2. the implementation method of a kind of parallel cascade convolution code hardware decoder as claimed in claim 1 is characterized in that the value of described L can be taken as 2 integral number power.

3. the implementation method of a kind of parallel cascade convolution code hardware decoder as claimed in claim 2 is characterized in that described L value desirable 16,32 and 64.

4. the implementation method of a kind of parallel cascade convolution code hardware decoder as claimed in claim 1, it is characterized in that to be applied to the maximum posteriori decoding algorithm on the log-domain, also can be applied to the decoding algorithm that other uses the memory stores intermediateness.

5. the implementation method of a kind of parallel cascade convolution code hardware decoder as claimed in claim 1 is characterized in that increasing by two or three reverse state metric unit, to exchange the further minimizing that memory uses for.

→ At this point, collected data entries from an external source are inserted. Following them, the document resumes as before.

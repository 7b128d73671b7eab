use std::fmt;

/// One step in a key path.
#[derive(Debug, Clone, PartialEq, Eq)]
pub enum PathStep {
	/// Mapping key.
	Key(String),
	/// Zero-based sequence index.
	Index(usize),
}

/// Location inside a generic value tree, rendered as `info.files[2].length`.
#[derive(Debug, Clone, Default, PartialEq, Eq)]
pub struct KeyPath {
	/// Ordered steps from the root.
	pub steps: Vec<PathStep>,
}

impl KeyPath {
	/// Append one step.
	pub fn push(&mut self, step: PathStep) {
		self.steps.push(step);
	}

	/// Remove the most recent step.
	pub fn pop(&mut self) {
		self.steps.pop();
	}

	/// Whether the path points at the root.
	pub fn is_root(&self) -> bool {
		self.steps.is_empty()
	}

	/// Most recent mapping key, skipping trailing indices.
	pub fn last_key(&self) -> Option<&str> {
		self.steps.iter().rev().find_map(|step| match step {
			PathStep::Key(key) => Some(key.as_str()),
			PathStep::Index(_) => None,
		})
	}
}

impl fmt::Display for KeyPath {
	fn fmt(&self, f: &mut fmt::Formatter<'_>) -> fmt::Result {
		if self.steps.is_empty() {
			return f.write_str("(root)");
		}

		for (idx, step) in self.steps.iter().enumerate() {
			match step {
				// Keys that would read as nesting are quoted.
				PathStep::Key(key) if key.contains(['.', '[', ']']) => write!(f, "[{key:?}]")?,
				PathStep::Key(key) if idx == 0 => f.write_str(key)?,
				PathStep::Key(key) => write!(f, ".{key}")?,
				PathStep::Index(index) => write!(f, "[{index}]")?,
			}
		}
		Ok(())
	}
}

#[cfg(test)]
mod tests;
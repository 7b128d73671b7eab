use std::collections::HashMap;
use std::path::PathBuf;

use crate::bind::{BindError, Bindable, ByteString, FieldDesc, Mapping, Record, Scalar, Value, check_tags, resolve_field, tags};

crate::record! {
	#[derive(Debug, PartialEq)]
	#[allow(dead_code)]
	struct Shared {
		first: i64 => "dup",
		middle: String => "name",
		second: i64 => "dup",
		hidden: i64,
	}
}

crate::record! {
	#[allow(dead_code)]
	struct Empty {}
}

crate::record! {
	#[derive(Debug)]
	struct WithCache {
		n: i64 => "n",
		hits: u32,
		seen: HashMap<String, u32>,
		origin: PathBuf,
	}
}

#[test]
fn descriptors_follow_declaration_order() {
	assert_eq!(Shared::NAME, "Shared");
	assert_eq!(
		Shared::FIELDS,
		[
			FieldDesc { name: "first", tag: Some("dup") },
			FieldDesc { name: "middle", tag: Some("name") },
			FieldDesc { name: "second", tag: Some("dup") },
			FieldDesc { name: "hidden", tag: None },
		]
	);
	assert!(Empty::FIELDS.is_empty());
}

#[test]
fn duplicate_tag_resolves_to_first_field() {
	let field = resolve_field::<Shared>("dup").expect("tag resolves");
	assert_eq!(field.name, "first");
}

#[test]
fn resolution_is_exact_and_case_sensitive() {
	assert!(resolve_field::<Shared>("Name").is_none());
	assert!(resolve_field::<Shared>("name ").is_none());
	assert!(resolve_field::<Shared>("hidden").is_none(), "untagged fields never resolve by name");
}

#[test]
fn tags_lists_tagged_fields_only() {
	let listed: Vec<_> = tags::<Shared>().collect();
	assert_eq!(listed, [("first", "dup"), ("middle", "name"), ("second", "dup")]);
}

#[test]
fn check_tags_names_both_fields() {
	let err = check_tags::<Shared>().expect_err("duplicate tag should fail");
	assert!(matches!(
		err,
		BindError::DuplicateTag {
			record: "Shared",
			tag: "dup",
			first: "first",
			second: "second",
		}
	));
	check_tags::<Empty>().expect("record without fields passes");
}

#[test]
fn scalars_assign_only_from_their_own_kind() {
	assert_eq!(i64::assign(&Value::from(4)), Some(4));
	assert_eq!(i64::assign(&Value::from("4")), None);
	assert_eq!(i64::assign(&Value::from(4.0)), None);
	assert_eq!(String::assign(&Value::from("x")), Some("x".to_owned()));
	assert_eq!(String::assign(&Value::Scalar(Scalar::Bytes(vec![0xff]))), None);
	assert_eq!(bool::assign(&Value::from(1)), None);
	assert_eq!(f64::assign(&Value::from(1.5)), Some(1.5));
}

#[test]
fn byte_string_accepts_bytes_and_text() {
	let raw = ByteString::assign(&Value::Scalar(Scalar::Bytes(vec![0x00, 0xab]))).expect("bytes assign");
	assert_eq!(raw.to_hex(), "00ab");

	let text = ByteString::assign(&Value::from("hi")).expect("text assigns");
	assert_eq!(text.as_bytes(), b"hi");
	assert_eq!(serde_json::to_value(&text).expect("serializes"), serde_json::json!("6869"));

	assert!(ByteString::assign(&Value::from(1)).is_none());
}

#[test]
fn generic_slots_take_their_shapes_whole() {
	let seq = Value::Sequence(vec![Value::from(1), Value::from("a")]);
	assert_eq!(Value::assign(&seq), Some(seq.clone()));
	assert_eq!(Mapping::assign(&seq), None);

	let map = Value::Mapping(Mapping::from([("k".to_owned(), Value::from(1))]));
	assert_eq!(Mapping::assign(&map).map(|inner| inner.len()), Some(1));
}

#[test]
fn sequences_keep_assignable_elements_in_order() {
	let mut xs: Vec<i64> = vec![9];
	let items = [Value::from(1), Value::from("two"), Value::from(3)];
	assert!(xs.extend_from(&items));
	assert_eq!(xs, [9, 1, 3]);

	let mut nested: Vec<Vec<i64>> = Vec::new();
	assert!(nested.extend_from(&[Value::Sequence(vec![Value::from(1)])]));
	assert!(nested.is_empty(), "sequence elements are not converted, only assigned");
}

#[test]
fn boxed_slots_delegate() {
	assert_eq!(Box::<i64>::assign(&Value::from(2)), Some(Box::new(2)));

	let mut boxed: Box<Vec<String>> = Box::default();
	assert!(boxed.extend_from(&[Value::from("a"), Value::from(1)]));
	assert_eq!(*boxed, vec!["a".to_owned()]);
}

#[test]
fn untagged_fields_need_no_binding_support() {
	let mut record = WithCache {
		hits: 3,
		origin: PathBuf::from("cache.torrent"),
		..WithCache::default()
	};
	let input = Mapping::from([
		("n".to_owned(), Value::from(7)),
		("hits".to_owned(), Value::from(99)),
		("origin".to_owned(), Value::from("elsewhere")),
	]);
	crate::bind::bind(&input, &mut record).expect("bind succeeds");

	assert_eq!(record.n, 7);
	assert_eq!(record.hits, 3);
	assert!(record.seen.is_empty());
	assert_eq!(record.origin, PathBuf::from("cache.torrent"));
	assert_eq!(tags::<WithCache>().count(), 1);
}
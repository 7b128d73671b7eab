use bencoding::bind::{Record, Result, check_tags, tags};

use crate::cmd::util::emit_json;
use crate::metainfo::{Info, Metainfo};

#[derive(clap::Args)]
pub struct Args {
	/// Print the tag tables as JSON.
	#[arg(long)]
	pub json: bool,
}

/// Print the tag table of every metainfo record.
pub fn run(args: Args) -> Result<()> {
	let Args { json } = args;

	check_tags::<Metainfo>()?;
	check_tags::<Info>()?;

	if json {
		let payload = FieldsJson {
			records: vec![record_json::<Metainfo>(), record_json::<Info>()],
		};
		return emit_json(&payload);
	}

	print_record::<Metainfo>();
	print_record::<Info>();
	Ok(())
}

fn print_record<R: Record>() {
	println!("{}:", R::NAME);
	for (field, tag) in tags::<R>() {
		println!("  {field} <- {tag:?}");
	}
	let untagged = R::FIELDS.iter().filter(|field| field.tag.is_none()).count();
	if untagged > 0 {
		println!("  ({untagged} untagged)");
	}
}

fn record_json<R: Record>() -> RecordJson {
	RecordJson {
		record: R::NAME,
		fields: R::FIELDS
			.iter()
			.map(|field| FieldJson {
				field: field.name,
				tag: field.tag,
			})
			.collect(),
	}
}

#[derive(serde::Serialize)]
struct FieldJson {
	field: &'static str,
	tag: Option<&'static str>,
}

#[derive(serde::Serialize)]
struct RecordJson {
	record: &'static str,
	fields: Vec<FieldJson>,
}

#[derive(serde::Serialize)]
struct FieldsJson {
	records: Vec<RecordJson>,
}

6. the implementation method of a kind of parallel cascade convolution code hardware decoder as claimed in claim 1 is characterized in that not only going for the decoding algorithm of log-domain, also goes for the decoding algorithm of non-log-domain.

7. the implementation method of a kind of parallel cascade convolution code hardware decoder as claimed in claim 1 is characterized in that the last decoding process that reuses decoding unit at a high speed of the time of going for, and also goes for non-multiplexing decoding process.